### The data

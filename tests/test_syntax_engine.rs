use gs1_syntax::{unescape_uri, AiDictionary, Engine, Error, LintError, Validation};

#[test]
fn test_dl_uri_parsing() {
    let mut engine = Engine::new();

    engine
        .parse_dl_uri("https://a/00/006141411234567890")
        .unwrap();
    assert_eq!(engine.data_str(), "^00006141411234567890");

    engine
        .parse_dl_uri("https://a/01/12312312312333/22/TEST/10/ABC/21/XYZ")
        .unwrap();
    assert_eq!(engine.data_str(), "^011231231231233322TEST^10ABC^21XYZ");
    let pairs: Vec<_> = engine.ai_data().collect();
    assert_eq!(
        pairs,
        [
            ("01", "12312312312333"),
            ("22", "TEST"),
            ("10", "ABC"),
            ("21", "XYZ"),
        ]
    );

    engine
        .parse_dl_uri("https://a/01/12312312312333?99=ABC&98=XYZ")
        .unwrap();
    assert_eq!(engine.data_str(), "^011231231231233399ABC^98XYZ");

    assert_eq!(
        engine.parse_dl_uri(
            "https://id.gs1.org/01/09520123456788/10/ABC123?99=XYZ789&01=09520123456788"
        ),
        Err(Error::DuplicateAi { ai: "01".into() })
    );

    assert_eq!(
        engine.parse_dl_uri("https://example.com/01/09520123456788?10=ABC123"),
        Err(Error::AiShouldBeInPathInfo { ai: "10".into() })
    );

    // a failed parse leaves no partial state
    assert_eq!(engine.data_str(), "");
    assert!(engine.parsed_ais().is_empty());
}

#[test]
fn test_dl_uri_generation() {
    let mut engine = Engine::new();

    engine.parse_bracketed("(01)12312312312326(21)abc123").unwrap();
    assert_eq!(
        engine.dl_uri(None).unwrap(),
        "https://id.gs1.org/01/12312312312326/21/abc123"
    );

    engine
        .parse_bracketed("(01)12312312312333(10)ABC+123(99)XYZ+QWERTY")
        .unwrap();
    assert_eq!(
        engine.dl_uri(Some("https://example.com")).unwrap(),
        "https://example.com/01/12312312312333/10/ABC%2B123?99=XYZ%2BQWERTY"
    );
    // a single trailing slash on the stem is trimmed
    assert_eq!(
        engine.dl_uri(Some("https://example.com/")).unwrap(),
        "https://example.com/01/12312312312333/10/ABC%2B123?99=XYZ%2BQWERTY"
    );

    engine.parse_bracketed("(99)ONLYATTR").unwrap();
    assert_eq!(
        engine.dl_uri(None),
        Err(Error::CannotCreateDlUriWithoutPrimaryKeyAi)
    );
}

#[test]
fn test_fixed_length_attributes_precede_variable() {
    let mut engine = Engine::new();
    engine
        .parse_bracketed("(01)12312312312326(99)LAST(11)260331(21)ser")
        .unwrap();
    // 11 is schema-fixed, so it is emitted before the variable-length 99
    assert_eq!(
        engine.dl_uri(None).unwrap(),
        "https://id.gs1.org/01/12312312312326/21/ser?11=260331&99=LAST"
    );
}

#[test]
fn test_bracketed_escape() {
    let mut engine = Engine::new();
    engine
        .set_validation_enabled(Validation::RequisiteAis, false)
        .unwrap();
    engine.parse_bracketed("(10)12345\\(11)991225").unwrap();
    assert_eq!(engine.data_str(), "^1012345(11)991225");
    let pairs: Vec<_> = engine.ai_data().collect();
    assert_eq!(pairs, [("10", "12345(11)991225")]);
}

#[test]
fn test_incorrect_check_digit() {
    let mut engine = Engine::new();
    assert_eq!(
        engine.parse_unbracketed("^0112345678901234"),
        Err(Error::Lint {
            ai: "01".into(),
            code: LintError::IncorrectCheckDigit,
            markup: "(01)1234567890123|4|".into(),
        })
    );
}

#[test]
fn test_uri_unescape_contract() {
    assert_eq!(unescape_uri("%20AB", true).unwrap(), " AB");
    assert_eq!(unescape_uri("+", false).unwrap(), "+");
    assert_eq!(unescape_uri("A%00B", true), None);
    assert_eq!(unescape_uri("A%00B", false), None);
}

#[test]
fn test_dl_round_trip() {
    let mut engine = Engine::new();
    for input in [
        "(01)12312312312326(21)abc123",
        "(01)12312312312333(10)ABC+123(99)XYZ+QWERTY",
        "(8010)1234ABC(8011)1234",
        "(00)006141411234567890(99)XYZ+Q",
        "(414)1231231231232(254)EXT1",
        "(01)12312312312333(22)CPV(10)LOT(21)SER(17)260731",
    ] {
        engine.parse_bracketed(input).unwrap();
        let mut before: Vec<(String, String)> = engine
            .ai_data()
            .map(|(a, v)| (a.to_string(), v.to_string()))
            .collect();
        let uri = engine.dl_uri(None).unwrap();
        engine.parse_dl_uri(&uri).unwrap();
        let mut after: Vec<(String, String)> = engine
            .ai_data()
            .map(|(a, v)| (a.to_string(), v.to_string()))
            .collect();
        // attribute order is not preserved, the multiset is
        before.sort();
        after.sort();
        assert_eq!(before, after, "{input} via {uri}");
    }
}

#[test]
fn test_per_ai_schema_round_trip() {
    // each sample satisfies its AI's component schema; the canonical
    // form re-parses to the identical (code, value) list
    let samples = [
        ("00", "006141411234567890"),
        ("01", "12312312312326"),
        ("10", "ABC123"),
        ("11", "991231"),
        ("13", "260228"),
        ("15", "270331"),
        ("17", "280430"),
        ("20", "42"),
        ("21", "SER-1"),
        ("22", "CPV9"),
        ("235", "TPX9"),
        ("240", "ADD1"),
        ("241", "CUSTPART"),
        ("242", "123456"),
        ("243", "PCN"),
        ("250", "SECSER"),
        ("251", "REF1"),
        ("253", "1231231231232ABC"),
        ("254", "EXT1"),
        ("255", "1231231231232123"),
        ("30", "12"),
        ("3100", "000123"),
        ("3105", "123456"),
        ("37", "24"),
        ("3910", "978100"),
        ("3920", "1999"),
        ("400", "PO123"),
        ("401", "1234GINC"),
        ("402", "12345678901234560"),
        ("410", "1231231231232"),
        ("414", "1231231231232"),
        ("420", "ZIP123"),
        ("421", "276ABC"),
        ("423", "276756"),
        ("7001", "1234567890123"),
        ("7003", "2612312359"),
        ("7006", "260531"),
        ("8002", "CELL1"),
        ("8003", "01231231231232XYZ"),
        ("8004", "1234SERIAL"),
        ("8005", "000100"),
        ("8010", "1234ABC"),
        ("8011", "1234"),
        ("8013", "0000E8"),
        ("8017", "123456789012345675"),
        ("90", "INTERNAL"),
        ("99", "XYZ"),
    ];
    let mut engine = Engine::new();
    engine
        .set_validation_enabled(Validation::RequisiteAis, false)
        .unwrap();
    for (ai, value) in samples {
        engine
            .parse_bracketed(&format!("({ai}){value}"))
            .unwrap_or_else(|e| panic!("({ai}){value}: {e}"));
        let canonical = engine.data_str().to_string();
        engine
            .parse_unbracketed(&canonical)
            .unwrap_or_else(|e| panic!("{canonical}: {e}"));
        let pairs: Vec<_> = engine.ai_data().collect();
        assert_eq!(pairs, [(ai, value)], "{canonical}");
    }
}

#[test]
fn test_unknown_ais() {
    let mut engine = Engine::new();
    assert_eq!(
        engine.parse_bracketed("(89)X"),
        Err(Error::NoAiForPrefix { ai: "89".into() })
    );
    assert_eq!(
        engine.parse_unbracketed("^89X"),
        Err(Error::NoAiForPrefix { ai: "89".into() })
    );
    // a declared prefix with an unknown code
    assert_eq!(
        engine.parse_bracketed("(236)X"),
        Err(Error::AiUnrecognised { ai: "236".into() })
    );

    engine.set_permit_unknown_ais(true);
    engine.parse_bracketed("(89)X").unwrap();
    assert_eq!(engine.data_str(), "^89X");
    engine.parse_bracketed("(236)X").unwrap();
    assert_eq!(engine.data_str(), "^236X");
    // the vivified code length comes from the prefix declaration, so
    // unbracketed extraction agrees with the bracketed parse
    engine.parse_unbracketed("^236X").unwrap();
    let pairs: Vec<_> = engine.ai_data().collect();
    assert_eq!(pairs, [("236", "X")]);
}

#[test]
fn test_unknown_ai_as_dl_attribute() {
    let mut engine = Engine::new();
    engine.set_permit_unknown_ais(true);
    // rejected while the UnknownAiNotDlAttr tunable is enabled
    assert_eq!(
        engine.parse_dl_uri("https://a/01/12312312312333?236=X"),
        Err(Error::AiIsNotValidDataAttribute { ai: "236".into() })
    );
    engine
        .set_validation_enabled(Validation::UnknownAiNotDlAttr, false)
        .unwrap();
    engine
        .parse_dl_uri("https://a/01/12312312312333?236=X")
        .unwrap();
    assert_eq!(engine.data_str(), "^0112312312312333236X");
}

#[test]
fn test_cross_ai_validators() {
    let mut engine = Engine::new();
    assert_eq!(
        engine.parse_bracketed("(01)12312312312326(02)12312312312326"),
        Err(Error::InvalidAiPairs {
            ai: "01".into(),
            other: "02".into()
        })
    );
    assert_eq!(
        engine.parse_bracketed("(02)12312312312326"),
        Err(Error::RequiredAisNotSatisfied { ai: "02".into() })
    );
    engine.parse_bracketed("(02)12312312312326(37)24").unwrap();
    // an all-of requisite group: (8026) needs both (02) and (37)
    assert_eq!(
        engine.parse_bracketed("(8026)123123123123260102(37)5"),
        Err(Error::RequiredAisNotSatisfied { ai: "8026".into() })
    );
    engine
        .parse_bracketed("(8026)123123123123260102(02)12312312312326(37)5")
        .unwrap();
    assert_eq!(
        engine.parse_bracketed("(91)A(91)B"),
        Err(Error::InstancesOfAiHaveDifferentValues { ai: "91".into() })
    );
    engine.parse_bracketed("(91)A(91)A").unwrap();
    assert_eq!(
        engine.parse_bracketed("(8030)ABC123(253)1231231231232"),
        Err(Error::SerialNotPresent { ai: "253".into() })
    );
    engine
        .parse_bracketed("(8030)ABC123(253)1231231231232AB")
        .unwrap();
}

#[test]
fn test_limits() {
    let mut engine = Engine::new();
    let mut input = String::new();
    for _ in 0..17 {
        input.push_str("(91)AAAA");
    }
    assert_eq!(engine.parse_bracketed(&input), Err(Error::TooManyAis));
    // non-AI query segments occupy parsed-AI list slots too
    let segments: Vec<String> = (0..17).map(|i| format!("x{i}")).collect();
    let uri = format!(
        "https://id.gs1.org/01/12312312312326?{}",
        segments.join("&")
    );
    assert_eq!(engine.parse_dl_uri(&uri), Err(Error::TooManyAis));
    let oversized = format!("(91){}", "A".repeat(8200));
    assert_eq!(engine.parse_bracketed(&oversized), Err(Error::DataTooLong));
}

#[test]
fn test_caller_supplied_dictionary() {
    let rows = [
        ("01", false, "N14,csum,key", "dlpkey=10"),
        ("10", true, "X..20", "req=01"),
    ];
    let dict = AiDictionary::from_rows(&rows).unwrap();
    let mut engine = Engine::with_dictionary(dict);
    engine.parse_bracketed("(01)12312312312326(10)LOT1").unwrap();
    assert_eq!(engine.data_str(), "^011231231231232610LOT1");
    assert_eq!(
        engine.dl_uri(None).unwrap(),
        "https://id.gs1.org/01/12312312312326/10/LOT1"
    );
    // AIs outside the caller's table are unknown
    assert_eq!(
        engine.parse_bracketed("(99)X"),
        Err(Error::NoAiForPrefix { ai: "99".into() })
    );
    // rebinding restores the default coverage
    engine.set_dictionary(AiDictionary::default());
    engine.parse_bracketed("(99)X").unwrap();
}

### Exercise instructions
Scan the entries above for the word "Validation", then copy every line in which it occurs.

### Reply
use gs1_syntax::{unescape_uri, AiDictionary, Engine, Error, LintError, Validation};
        .set_validation_enabled(Validation::RequisiteAis, false)
        .set_validation_enabled(Validation::RequisiteAis, false)
        .set_validation_enabled(Validation::UnknownAiNotDlAttr, false)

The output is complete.